A significant deal worth $50 million was announced with GSK, involving licensing of Noetic's virtual cell foundation model (OctoVC), highlighting a shift towards AI model licensing in biotech.
Noetic utilizes a 'world model' approach, aiming to simulate biological processes and predict outcomes of actions like gene knockdowns, validated through in-vivo mouse perturbation experiments and in-silico humanization.
The staggering failure rate of cancer drugs and Noetic's contrarian thesis
A staggering 95% of cancer drugs fail in clinical trials, a statistic that alarms the pharmaceutical industry. Noetic, a biotech company, posits that this failure rate is not due to poor pharmacology or target selection, but rather the inability to accurately identify which patients will respond to specific treatments.
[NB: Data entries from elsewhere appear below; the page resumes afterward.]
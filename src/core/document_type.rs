//! Document type registry: the closed set of purchase and sales document
//! variants, and the per-variant contract (required auxiliary data,
//! effective dates, field mapping for sales).

use std::fmt;

use rust_decimal::Decimal;
use serde::{Deserialize, Serialize};

use super::error::DeclarationError;
use super::period::Period;
use super::types::SalesFields;

/// Which ledger a document type belongs to.
#[derive(Debug, Clone, Copy, PartialEq, Eq, Hash, PartialOrd, Ord, Serialize, Deserialize)]
#[serde(rename_all = "SCREAMING_SNAKE_CASE")]
pub enum DocumentCategory {
    Purchase,
    Sales,
}

impl fmt::Display for DocumentCategory {
    fn fmt(&self, f: &mut fmt::Formatter<'_>) -> fmt::Result {
        f.write_str(match self {
            Self::Purchase => "purchase",
            Self::Sales => "sales",
        })
    }
}

/// Purchase ledger document types.
#[derive(Debug, Clone, Copy, PartialEq, Eq, Hash, PartialOrd, Ord, Serialize, Deserialize)]
#[serde(rename_all = "SCREAMING_SNAKE_CASE")]
pub enum PurchaseDocumentType {
    /// 01: Invoice.
    Invoice,
    /// 02: Customs document (import).
    Customs,
    /// 03: Credit note.
    CreditNote,
    /// 05: Documents under Art. 15a (from 2020-04).
    Article15a,
    /// 07: Aggregate invoice covering a range of periods.
    AggregateInvoice,
    /// 09: Document without right to tax credit.
    NoTaxCredit,
    /// 11: Triangular operation, Art. 15.
    TriangularArt15,
    /// 12: Triangular operation, Art. 14.
    TriangularArt14,
    /// 13: Intra-community acquisition, Art. 14.
    AcquisitionsArt14,
    /// 23: Documents under Art. 126a.
    Article126a,
    /// 91: VAT application under Art. 151a, type 1.
    VatApplication1,
    /// 92: VAT application under Art. 151a, type 2.
    VatApplication2,
    /// 93: VAT application under Art. 151a, type 3.
    VatApplication3,
    /// 94: VAT application under Art. 151a, type 4.
    VatApplication4,
}

impl PurchaseDocumentType {
    /// All purchase types, in code order.
    pub const ALL: [PurchaseDocumentType; 14] = [
        Self::Invoice,
        Self::Customs,
        Self::CreditNote,
        Self::Article15a,
        Self::AggregateInvoice,
        Self::NoTaxCredit,
        Self::TriangularArt15,
        Self::TriangularArt14,
        Self::AcquisitionsArt14,
        Self::Article126a,
        Self::VatApplication1,
        Self::VatApplication2,
        Self::VatApplication3,
        Self::VatApplication4,
    ];

    /// National schema code.
    pub fn code(&self) -> u8 {
        self.rule().code
    }

    /// Parse from the national schema code.
    pub fn from_code(code: u8) -> Option<Self> {
        Self::ALL.into_iter().find(|t| t.code() == code)
    }

    /// The registry entry for this type.
    pub fn rule(&self) -> &'static DocumentTypeRule {
        &PURCHASE_RULES[*self as usize]
    }

    /// Triangular operation or intra-community acquisition (11, 12, 13).
    pub fn is_triangular(&self) -> bool {
        matches!(
            self,
            Self::TriangularArt15 | Self::TriangularArt14 | Self::AcquisitionsArt14
        )
    }

    /// VAT application types 91–94.
    pub fn is_vat_application(&self) -> bool {
        matches!(
            self,
            Self::VatApplication1
                | Self::VatApplication2
                | Self::VatApplication3
                | Self::VatApplication4
        )
    }
}

/// Sales ledger document types.
#[derive(Debug, Clone, Copy, PartialEq, Eq, Hash, PartialOrd, Ord, Serialize, Deserialize)]
#[serde(rename_all = "SCREAMING_SNAKE_CASE")]
pub enum SalesDocumentType {
    /// 1: Domestic invoice.
    Domestic,
    /// 2: Supply to another EU member state.
    EuSales,
    /// 3: Export outside the EU.
    Export,
    /// 4: Triangular sale.
    Triangular,
    /// 5: Distance selling.
    DistanceSelling,
    /// 6: Other intra-community supply.
    IntraCommunity,
}

impl SalesDocumentType {
    /// All sales types, in code order.
    pub const ALL: [SalesDocumentType; 6] = [
        Self::Domestic,
        Self::EuSales,
        Self::Export,
        Self::Triangular,
        Self::DistanceSelling,
        Self::IntraCommunity,
    ];

    pub fn code(&self) -> u8 {
        self.rule().code
    }

    pub fn from_code(code: u8) -> Option<Self> {
        Self::ALL.into_iter().find(|t| t.code() == code)
    }

    pub fn rule(&self) -> &'static DocumentTypeRule {
        &SALES_RULES[*self as usize]
    }

    /// Reportable on the EU sales (VIES) summary.
    pub fn is_eu_reportable(&self) -> bool {
        matches!(self, Self::EuSales | Self::Triangular | Self::DistanceSelling)
    }

    /// Split a tax base and VAT amount into declaration fields 09–25.
    pub fn map_fields(&self, tax_base: Decimal, vat_amount: Decimal) -> SalesFields {
        (self.rule().field_mapping.unwrap_or(map_domestic))(tax_base, vat_amount)
    }
}

/// A purchase or sales document type.
#[derive(Debug, Clone, Copy, PartialEq, Eq, Hash, Serialize, Deserialize)]
#[serde(tag = "category", content = "type", rename_all = "SCREAMING_SNAKE_CASE")]
pub enum DocumentType {
    Purchase(PurchaseDocumentType),
    Sales(SalesDocumentType),
}

impl DocumentType {
    /// Resolve a category + code pair, failing fast on codes outside the registry.
    pub fn from_code(category: DocumentCategory, code: u8) -> Result<Self, DeclarationError> {
        let found = match category {
            DocumentCategory::Purchase => PurchaseDocumentType::from_code(code).map(Self::Purchase),
            DocumentCategory::Sales => SalesDocumentType::from_code(code).map(Self::Sales),
        };
        found.ok_or(DeclarationError::UnknownDocumentType { category, code })
    }

    pub fn rule(&self) -> &'static DocumentTypeRule {
        match self {
            Self::Purchase(t) => t.rule(),
            Self::Sales(t) => t.rule(),
        }
    }

    pub fn category(&self) -> DocumentCategory {
        self.rule().category
    }

    pub fn code(&self) -> u8 {
        self.rule().code
    }
}

impl From<PurchaseDocumentType> for DocumentType {
    fn from(t: PurchaseDocumentType) -> Self {
        Self::Purchase(t)
    }
}

impl From<SalesDocumentType> for DocumentType {
    fn from(t: SalesDocumentType) -> Self {
        Self::Sales(t)
    }
}

impl fmt::Display for DocumentType {
    fn fmt(&self, f: &mut fmt::Formatter<'_>) -> fmt::Result {
        let rule = self.rule();
        write!(f, "{} {:02} ({})", rule.category, rule.code, rule.name_en)
    }
}

/// Auxiliary (type-specific) data a document type may require.
#[derive(Debug, Clone, Copy, PartialEq, Eq, Hash, Serialize, Deserialize)]
#[serde(rename_all = "snake_case")]
pub enum AuxField {
    CustomsDocumentRef,
    Article15aType,
    AggregatePeriodFrom,
    AggregatePeriodTo,
    TriangularOperationType,
    ApplicationReference,
    CustomerVat,
    CustomerCountry,
    EuDistanceSelling,
    TriangularSalesType,
}

impl AuxField {
    /// Field name as it appears on entries and in violation messages.
    pub fn name(&self) -> &'static str {
        match self {
            Self::CustomsDocumentRef => "customs_document_ref",
            Self::Article15aType => "article_15a_type",
            Self::AggregatePeriodFrom => "aggregate_period_from",
            Self::AggregatePeriodTo => "aggregate_period_to",
            Self::TriangularOperationType => "triangular_operation_type",
            Self::ApplicationReference => "application_reference",
            Self::CustomerVat => "customer_vat",
            Self::CustomerCountry => "customer_country",
            Self::EuDistanceSelling => "eu_distance_selling",
            Self::TriangularSalesType => "triangular_sales_type",
        }
    }
}

impl fmt::Display for AuxField {
    fn fmt(&self, f: &mut fmt::Formatter<'_>) -> fmt::Result {
        f.write_str(self.name())
    }
}

/// Maps an entry's tax base and VAT onto sales fields 09–25.
pub type FieldMapping = fn(Decimal, Decimal) -> SalesFields;

/// Static registry entry for one document type.
#[derive(Debug)]
pub struct DocumentTypeRule {
    pub category: DocumentCategory,
    pub code: u8,
    pub name_en: &'static str,
    pub name_bg: &'static str,
    /// Auxiliary data that must be present for an entry of this type.
    pub required_fields: &'static [AuxField],
    /// First period the type may be used in.
    pub effective_from: Period,
    /// Last period the type may be used in, if retired.
    pub effective_to: Option<Period>,
    /// Sales only: how tax base and VAT land on fields 09–25.
    pub field_mapping: Option<FieldMapping>,
}

impl DocumentTypeRule {
    pub fn is_effective(&self, period: Period) -> bool {
        period >= self.effective_from && self.effective_to.is_none_or(|to| period <= to)
    }
}

/// Ordered purchase document types.
pub fn purchase_types() -> &'static [PurchaseDocumentType] {
    &PurchaseDocumentType::ALL
}

/// Ordered sales document types.
pub fn sales_types() -> &'static [SalesDocumentType] {
    &SalesDocumentType::ALL
}

/// Auxiliary fields required for `document_type`.
pub fn required_fields(document_type: DocumentType) -> &'static [AuxField] {
    document_type.rule().required_fields
}

const FROM_2020: Period = Period {
    year: 2020,
    month: 1,
};

const fn purchase(
    code: u8,
    name_en: &'static str,
    name_bg: &'static str,
    required_fields: &'static [AuxField],
) -> DocumentTypeRule {
    DocumentTypeRule {
        category: DocumentCategory::Purchase,
        code,
        name_en,
        name_bg,
        required_fields,
        effective_from: FROM_2020,
        effective_to: None,
        field_mapping: None,
    }
}

const fn sales(
    code: u8,
    name_en: &'static str,
    name_bg: &'static str,
    required_fields: &'static [AuxField],
    mapping: FieldMapping,
) -> DocumentTypeRule {
    DocumentTypeRule {
        category: DocumentCategory::Sales,
        code,
        name_en,
        name_bg,
        required_fields,
        effective_from: FROM_2020,
        effective_to: None,
        field_mapping: Some(mapping),
    }
}

const TRIANGULAR: &[AuxField] = &[AuxField::TriangularOperationType];
const APPLICATION: &[AuxField] = &[AuxField::ApplicationReference];

// Indexed by `PurchaseDocumentType as usize`.
static PURCHASE_RULES: [DocumentTypeRule; 14] = [
    purchase(1, "Invoice", "Фактура", &[]),
    purchase(
        2,
        "Customs document",
        "Митнически документ",
        &[AuxField::CustomsDocumentRef],
    ),
    purchase(3, "Credit note", "Кредитно известие", &[]),
    DocumentTypeRule {
        effective_from: Period {
            year: 2020,
            month: 4,
        },
        ..purchase(
            5,
            "Article 15a document",
            "Документ по чл. 15а",
            &[AuxField::Article15aType],
        )
    },
    purchase(
        7,
        "Aggregate invoice",
        "Обобщена фактура",
        &[AuxField::AggregatePeriodFrom, AuxField::AggregatePeriodTo],
    ),
    purchase(9, "No tax credit", "Документ без право на данъчен кредит", &[]),
    purchase(11, "Triangular operation (Art. 15)", "Тристранна операция по чл. 15", TRIANGULAR),
    purchase(12, "Triangular operation (Art. 14)", "Тристранна операция по чл. 14", TRIANGULAR),
    purchase(13, "Acquisition (Art. 14)", "Придобиване по чл. 14", TRIANGULAR),
    purchase(23, "Article 126a document", "Документ по чл. 126а", &[]),
    purchase(91, "VAT application 151a (1)", "Заявление по чл. 151а (1)", APPLICATION),
    purchase(92, "VAT application 151a (2)", "Заявление по чл. 151а (2)", APPLICATION),
    purchase(93, "VAT application 151a (3)", "Заявление по чл. 151а (3)", APPLICATION),
    purchase(94, "VAT application 151a (4)", "Заявление по чл. 151а (4)", APPLICATION),
];

// Indexed by `SalesDocumentType as usize`.
static SALES_RULES: [DocumentTypeRule; 6] = [
    sales(1, "Domestic invoice", "Вътрешна фактура", &[], map_domestic),
    sales(
        2,
        "EU sales",
        "Вътреобщностна доставка",
        &[AuxField::CustomerVat, AuxField::CustomerCountry],
        map_eu_supply,
    ),
    sales(3, "Export", "Износ", &[], map_export),
    sales(
        4,
        "Triangular sales",
        "Тристранна доставка",
        &[AuxField::TriangularSalesType],
        map_eu_supply,
    ),
    sales(
        5,
        "Distance selling",
        "Дистанционна продажба",
        &[AuxField::EuDistanceSelling],
        map_distance_selling,
    ),
    sales(
        6,
        "Intra-community supply",
        "Доставка извън страната",
        &[],
        map_outside_country,
    ),
];

fn map_domestic(tax_base: Decimal, vat_amount: Decimal) -> SalesFields {
    SalesFields::default().with(9, tax_base).with(10, vat_amount)
}

fn map_eu_supply(tax_base: Decimal, _vat_amount: Decimal) -> SalesFields {
    SalesFields::default().with(13, tax_base)
}

fn map_export(tax_base: Decimal, _vat_amount: Decimal) -> SalesFields {
    SalesFields::default().with(14, tax_base)
}

fn map_outside_country(tax_base: Decimal, _vat_amount: Decimal) -> SalesFields {
    SalesFields::default().with(15, tax_base)
}

fn map_distance_selling(tax_base: Decimal, vat_amount: Decimal) -> SalesFields {
    SalesFields::default().with(16, tax_base).with(17, vat_amount)
}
Their core thesis is that by building models capable of deeply understanding patient biology from the outset, they can fundamentally improve patient selection, thereby increasing the success rates of existing and new therapies. This approach allows for both the discovery of new targets from patient data and the precise positioning of molecules within the right patient populations, and even the rescue of trials with poor initial outcomes by identifying responsive subgroups.
The limitations of traditional preclinical models
Traditionally, drug development relies heavily on experiments conducted in cell lines and animal models. However, the transcript discusses significant limitations in these approaches. Cancer cell lines are often immortalized, with abnormal genomes and gene expression patterns that do not accurately reflect human tumors. Similarly, animal models, while useful, often fail to translate effectively to human biology. Pharmaceutical companies may test drugs against hundreds of cell lines, but mapping this data back to human patients is challenging. This disconnect means that by the time a drug reaches clinical trials, the trial design is often based on limited insights into which patients might benefit, leading to broad, unfocused enrollment and subsequent trial failures. Noetic aims to bridge this gap by leveraging patient data directly.
Generating high-quality, multimodal data for AI training
Noetic emphasizes the critical importance of intentional data generation. Unlike simply collecting existing datasets, they meticulously source and process human tumor samples in their lab, generating multimodal data. This approach is crucial because, as they argue, the scale of high-quality biological data is not yet on par with that found in fields like natural language processing. They draw parallels to the ImageNet dataset, which catalyzed deep learning in computer vision, highlighting the need for curated, large-scale datasets. Noetic's data generation strategy is designed with specific principles in mind, such as leveraging images (H&E stains and multiplex fluorescence) for their scalability and information richness. They also focus on controlling for variables like batch effects by ensuring each patient's sample is represented across multiple slides and experimental batches, enabling more robust downstream analysis and model generalization.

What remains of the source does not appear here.